CDM went on to score a touchdown before the half and led, 23-3.

"We were going there to win the game first," Meyer said. "I normally don't do it, but I took the points off the board and we got a touchdown."

Amies admits that in the moment, he wasn't happy with the decision, but lightened up once the Sea Kings scored a touchdown.

"That would have tied the record," he said. "I was kind of mad but I was also happy we got the touchdown."

Amies' father, who goes by 'Grif,' said he fully understood Meyer's decision to go for the touchdown.

"I wanted him to make the kick and break the record but I wanted him to win the game," Amies' father said. "I understood completely what coach Meyer did and wanting to get the score. That's the way it goes."

Still, both Amies and Meyer believed that there would be ample opportunity to break the record later in the contest, and there was.

But it certainly would not be easy.

After kicking the record-tying field goal at the beginning of the final quarter, Amies heard his number called again in the game's final minutes.

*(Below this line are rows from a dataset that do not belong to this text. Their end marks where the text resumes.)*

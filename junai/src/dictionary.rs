use crate::{error::Result, util};
use anyhow::Context;
use std::{collections::HashMap, path::Path};

pub trait NameLookup: Send + Sync {
    fn lookup(&self, name_hash: u64) -> Option<&str>;
}

impl NameLookup for HashMap<u64, String> {
    fn lookup(&self, name_hash: u64) -> Option<&str> {
        self.get(&name_hash).map(String::as_str)
    }
}

#[derive(Debug, Clone, Default)]
pub struct NameDictionary {
    names: HashMap<u64, String>,
}

impl NameDictionary {
    pub fn new() -> Self {
        Self::default()
    }

    pub fn from_names<I, S>(names: I) -> Self
    where
        I: IntoIterator<Item = S>,
        S: Into<String>,
    {
        let mut dictionary = Self::new();
        for name in names {
            let name = name.into();
            if let Err(err) = dictionary.insert(name) {
                log::warn!("Skipping file name: {}", err);
            }
        }
        dictionary
    }

    pub fn load(path: &Path) -> anyhow::Result<Self> {
        let list = std::fs::read_to_string(path)
            .with_context(|| format!("Could not read name list {:?}", path))?;
        let dictionary = Self::from_names(
            list.lines()
                .map(str::trim)
                .filter(|line| !line.is_empty() && !line.starts_with('#')),
        );
        log::info!("Loaded {} file names from {:?}", dictionary.len(), path);
        Ok(dictionary)
    }

    pub fn insert(&mut self, name: String) -> Result<u64> {
        let name_hash = util::name_hash(&name)?;
        if let Some(previous) = self.names.get(&name_hash) {
            if *previous != name {
                log::warn!(
                    "Hash collision {:016X}: {:?} replaces {:?}",
                    name_hash,
                    name,
                    previous
                );
            }
        }
        self.names.insert(name_hash, name);
        Ok(name_hash)
    }

    pub fn len(&self) -> usize {
        self.names.len()
    }

    pub fn is_empty(&self) -> bool {
        self.names.is_empty()
    }
}

impl NameLookup for NameDictionary {
    fn lookup(&self, name_hash: u64) -> Option<&str> {
        self.names.lookup(name_hash)
    }
}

This time, he'd have to connect from 57 yards, five yards further than his career-long.

"When I went to kick, the crowd was cheering," Amies said. "I got a big adrenaline rush from that."

Amies says that before the kick, his longtime kicking coach Brad Bohn told him to focus on technique and not to kick the ball too hard.

Meyer said Monday that when Amies went into his motion, he thought he saw his senior kicker loose his footing.

"I watched his plant foot and it looked like he slipped a bit," Meyer said. "It didn't sound like a normal Griff kick. I felt like he didn't get all of it and it came up short. To break the record from 57, that would have been a huge way to do it."

Of the kick, which Amies' father said would have been good from 55 yards, Amies said, "I didn't hit the sweet spot."

Still, the Sea Kings got the ball once again toward the game's conclusion, but after an unexpected first down, it was clear that Amies would not get another shot at the record.

"When we got the ball late in the game, we had a third down and we ran the ball and we got the first down," Meyer said. "I didn't think we'd get it but we did and then just took a knee."

One thing that Amies can be proud of is that according to, his 22 field goals during the season are the most in the nation.

"I definitely wanted another chance to get the record, but it's an honor to share the record with Chris Sailer," Amies said.